### TASK TO COMPLETE
Every line below that holds the string "Returns" should be copied out.

### INPUT
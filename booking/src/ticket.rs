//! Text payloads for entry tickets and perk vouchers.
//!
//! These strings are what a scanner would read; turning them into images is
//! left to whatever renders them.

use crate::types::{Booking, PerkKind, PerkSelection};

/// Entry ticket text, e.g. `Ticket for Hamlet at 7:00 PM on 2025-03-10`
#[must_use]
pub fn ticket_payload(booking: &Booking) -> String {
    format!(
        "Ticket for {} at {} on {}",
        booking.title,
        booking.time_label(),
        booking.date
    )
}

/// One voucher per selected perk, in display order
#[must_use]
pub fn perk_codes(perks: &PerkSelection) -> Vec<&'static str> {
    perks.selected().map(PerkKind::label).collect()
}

* * *

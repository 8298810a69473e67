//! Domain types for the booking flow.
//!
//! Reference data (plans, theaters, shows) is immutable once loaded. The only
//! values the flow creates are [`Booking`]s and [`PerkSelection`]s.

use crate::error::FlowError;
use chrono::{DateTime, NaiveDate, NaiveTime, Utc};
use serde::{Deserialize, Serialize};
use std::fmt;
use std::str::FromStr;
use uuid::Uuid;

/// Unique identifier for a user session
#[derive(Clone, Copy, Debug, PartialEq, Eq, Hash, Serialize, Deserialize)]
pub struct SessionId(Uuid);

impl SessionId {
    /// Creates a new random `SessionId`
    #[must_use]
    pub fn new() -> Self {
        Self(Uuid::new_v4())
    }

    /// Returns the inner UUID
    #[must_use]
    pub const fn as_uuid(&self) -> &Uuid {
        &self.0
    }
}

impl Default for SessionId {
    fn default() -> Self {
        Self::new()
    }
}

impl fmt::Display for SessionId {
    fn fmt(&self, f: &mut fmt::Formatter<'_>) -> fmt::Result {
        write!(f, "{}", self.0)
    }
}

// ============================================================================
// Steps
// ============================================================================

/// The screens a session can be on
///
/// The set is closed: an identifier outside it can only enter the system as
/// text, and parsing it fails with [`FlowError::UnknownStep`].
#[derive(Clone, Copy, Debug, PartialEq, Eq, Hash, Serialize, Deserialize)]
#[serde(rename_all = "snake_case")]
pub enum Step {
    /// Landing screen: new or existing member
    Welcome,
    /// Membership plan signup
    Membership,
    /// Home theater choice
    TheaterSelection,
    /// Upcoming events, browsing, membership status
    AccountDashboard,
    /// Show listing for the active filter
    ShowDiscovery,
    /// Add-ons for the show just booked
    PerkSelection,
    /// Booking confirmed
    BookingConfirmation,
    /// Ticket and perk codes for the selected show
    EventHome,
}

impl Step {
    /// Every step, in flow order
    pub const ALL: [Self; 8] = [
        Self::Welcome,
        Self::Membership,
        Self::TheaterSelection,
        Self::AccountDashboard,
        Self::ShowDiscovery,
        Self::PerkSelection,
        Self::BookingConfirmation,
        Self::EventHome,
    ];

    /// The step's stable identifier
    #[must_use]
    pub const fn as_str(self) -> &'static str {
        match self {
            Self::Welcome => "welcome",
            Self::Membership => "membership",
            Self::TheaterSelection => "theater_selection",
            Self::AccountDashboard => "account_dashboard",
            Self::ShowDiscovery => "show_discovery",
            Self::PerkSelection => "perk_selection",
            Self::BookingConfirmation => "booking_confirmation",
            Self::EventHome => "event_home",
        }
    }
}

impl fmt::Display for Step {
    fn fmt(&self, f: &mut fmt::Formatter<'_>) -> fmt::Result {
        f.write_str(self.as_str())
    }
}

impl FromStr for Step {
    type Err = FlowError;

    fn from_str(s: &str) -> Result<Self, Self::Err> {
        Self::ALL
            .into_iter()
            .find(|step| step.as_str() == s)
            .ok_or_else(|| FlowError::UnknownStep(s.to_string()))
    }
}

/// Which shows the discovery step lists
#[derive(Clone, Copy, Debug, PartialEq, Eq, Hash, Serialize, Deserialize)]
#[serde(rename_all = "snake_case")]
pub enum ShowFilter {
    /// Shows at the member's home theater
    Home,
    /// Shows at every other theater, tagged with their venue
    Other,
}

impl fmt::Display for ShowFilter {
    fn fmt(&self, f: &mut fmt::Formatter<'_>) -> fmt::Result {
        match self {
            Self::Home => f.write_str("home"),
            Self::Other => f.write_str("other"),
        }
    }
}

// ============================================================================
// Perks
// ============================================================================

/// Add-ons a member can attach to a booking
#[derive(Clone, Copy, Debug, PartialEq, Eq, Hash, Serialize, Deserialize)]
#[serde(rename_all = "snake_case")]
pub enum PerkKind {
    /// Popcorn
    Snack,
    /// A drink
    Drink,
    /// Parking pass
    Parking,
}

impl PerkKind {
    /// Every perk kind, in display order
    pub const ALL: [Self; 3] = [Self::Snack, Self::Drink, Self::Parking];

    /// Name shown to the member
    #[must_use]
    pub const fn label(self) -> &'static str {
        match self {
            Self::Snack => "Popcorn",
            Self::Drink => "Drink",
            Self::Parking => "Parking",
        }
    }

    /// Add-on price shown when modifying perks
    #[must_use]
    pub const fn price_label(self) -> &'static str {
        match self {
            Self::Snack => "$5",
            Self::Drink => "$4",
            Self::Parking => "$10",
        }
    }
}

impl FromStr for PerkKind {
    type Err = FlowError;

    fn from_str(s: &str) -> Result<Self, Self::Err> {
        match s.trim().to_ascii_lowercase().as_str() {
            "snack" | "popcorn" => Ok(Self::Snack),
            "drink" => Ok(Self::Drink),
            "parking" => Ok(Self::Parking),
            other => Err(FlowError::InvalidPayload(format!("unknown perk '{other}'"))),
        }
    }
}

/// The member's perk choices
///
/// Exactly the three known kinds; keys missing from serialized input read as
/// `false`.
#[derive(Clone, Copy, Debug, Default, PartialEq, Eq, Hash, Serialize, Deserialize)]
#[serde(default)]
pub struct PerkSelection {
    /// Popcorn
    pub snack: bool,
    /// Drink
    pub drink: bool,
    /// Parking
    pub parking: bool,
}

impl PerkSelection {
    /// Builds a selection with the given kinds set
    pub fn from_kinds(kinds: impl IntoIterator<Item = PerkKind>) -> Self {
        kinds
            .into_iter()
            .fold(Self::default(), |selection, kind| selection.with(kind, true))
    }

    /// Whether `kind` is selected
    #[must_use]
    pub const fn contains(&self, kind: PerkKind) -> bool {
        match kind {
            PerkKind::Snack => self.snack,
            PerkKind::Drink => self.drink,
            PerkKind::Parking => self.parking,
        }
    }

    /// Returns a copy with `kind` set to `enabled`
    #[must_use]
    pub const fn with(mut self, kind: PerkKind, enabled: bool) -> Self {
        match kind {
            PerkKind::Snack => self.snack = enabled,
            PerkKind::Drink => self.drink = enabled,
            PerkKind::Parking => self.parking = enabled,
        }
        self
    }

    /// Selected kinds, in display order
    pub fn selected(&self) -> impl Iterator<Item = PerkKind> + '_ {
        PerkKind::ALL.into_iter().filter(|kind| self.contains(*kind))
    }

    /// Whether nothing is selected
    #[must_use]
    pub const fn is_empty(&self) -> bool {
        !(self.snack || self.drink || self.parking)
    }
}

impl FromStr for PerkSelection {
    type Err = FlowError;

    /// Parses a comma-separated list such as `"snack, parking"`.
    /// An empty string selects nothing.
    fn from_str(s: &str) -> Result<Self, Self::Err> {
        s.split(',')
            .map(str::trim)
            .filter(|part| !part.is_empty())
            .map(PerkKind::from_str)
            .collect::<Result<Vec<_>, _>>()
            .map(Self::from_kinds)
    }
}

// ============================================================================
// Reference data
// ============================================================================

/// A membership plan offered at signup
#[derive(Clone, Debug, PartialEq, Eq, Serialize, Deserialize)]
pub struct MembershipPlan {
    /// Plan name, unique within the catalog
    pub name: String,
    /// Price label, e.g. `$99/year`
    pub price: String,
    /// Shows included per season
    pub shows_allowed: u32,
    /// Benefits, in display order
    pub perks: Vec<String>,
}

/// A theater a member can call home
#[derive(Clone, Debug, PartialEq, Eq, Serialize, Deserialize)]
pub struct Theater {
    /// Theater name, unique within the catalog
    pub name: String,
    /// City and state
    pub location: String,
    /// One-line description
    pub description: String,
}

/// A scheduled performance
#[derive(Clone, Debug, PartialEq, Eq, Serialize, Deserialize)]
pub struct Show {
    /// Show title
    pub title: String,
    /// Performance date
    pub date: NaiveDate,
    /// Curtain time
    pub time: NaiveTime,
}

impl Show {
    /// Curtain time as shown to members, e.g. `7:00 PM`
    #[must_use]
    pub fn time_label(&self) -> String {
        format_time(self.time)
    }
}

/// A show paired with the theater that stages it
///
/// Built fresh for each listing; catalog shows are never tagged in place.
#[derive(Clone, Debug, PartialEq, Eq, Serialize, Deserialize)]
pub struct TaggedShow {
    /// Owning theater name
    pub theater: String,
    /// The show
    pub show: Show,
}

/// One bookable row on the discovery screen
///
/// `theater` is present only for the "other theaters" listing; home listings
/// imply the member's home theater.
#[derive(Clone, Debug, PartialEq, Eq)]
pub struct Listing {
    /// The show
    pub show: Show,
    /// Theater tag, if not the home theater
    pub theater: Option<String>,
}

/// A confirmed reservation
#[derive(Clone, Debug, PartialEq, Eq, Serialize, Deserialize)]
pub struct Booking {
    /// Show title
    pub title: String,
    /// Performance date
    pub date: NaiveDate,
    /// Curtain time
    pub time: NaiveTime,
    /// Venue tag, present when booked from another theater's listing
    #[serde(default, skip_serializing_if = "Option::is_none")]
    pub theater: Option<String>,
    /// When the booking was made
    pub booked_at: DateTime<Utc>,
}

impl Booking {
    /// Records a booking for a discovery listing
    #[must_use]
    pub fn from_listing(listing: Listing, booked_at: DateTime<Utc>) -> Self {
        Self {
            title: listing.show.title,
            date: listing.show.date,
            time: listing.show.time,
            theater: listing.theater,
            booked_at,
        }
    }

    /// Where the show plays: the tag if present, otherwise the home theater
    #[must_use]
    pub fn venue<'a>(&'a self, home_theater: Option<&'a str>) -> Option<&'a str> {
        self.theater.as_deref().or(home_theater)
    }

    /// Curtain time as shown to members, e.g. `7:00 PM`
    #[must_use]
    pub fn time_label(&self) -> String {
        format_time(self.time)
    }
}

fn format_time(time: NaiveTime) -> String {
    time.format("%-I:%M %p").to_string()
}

* * *

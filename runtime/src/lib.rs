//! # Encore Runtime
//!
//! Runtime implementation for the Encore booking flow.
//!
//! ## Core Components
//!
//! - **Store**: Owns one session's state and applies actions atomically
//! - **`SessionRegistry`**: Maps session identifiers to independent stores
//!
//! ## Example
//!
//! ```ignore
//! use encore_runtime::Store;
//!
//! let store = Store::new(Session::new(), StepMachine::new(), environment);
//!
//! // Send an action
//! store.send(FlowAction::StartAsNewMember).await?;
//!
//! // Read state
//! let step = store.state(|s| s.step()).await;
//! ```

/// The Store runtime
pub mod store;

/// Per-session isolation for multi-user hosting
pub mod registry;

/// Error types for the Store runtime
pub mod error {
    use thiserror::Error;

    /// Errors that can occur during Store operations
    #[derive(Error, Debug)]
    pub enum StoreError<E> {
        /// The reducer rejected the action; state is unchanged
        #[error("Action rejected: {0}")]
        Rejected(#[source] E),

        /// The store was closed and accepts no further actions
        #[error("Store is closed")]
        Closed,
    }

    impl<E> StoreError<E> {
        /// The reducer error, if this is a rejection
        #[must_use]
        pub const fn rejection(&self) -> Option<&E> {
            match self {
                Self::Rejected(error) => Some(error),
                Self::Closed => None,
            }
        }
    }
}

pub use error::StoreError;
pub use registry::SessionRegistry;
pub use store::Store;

### EXERCISE RESULT
    /// Returns the inner UUID
    /// Returns a copy with `kind` set to `enabled`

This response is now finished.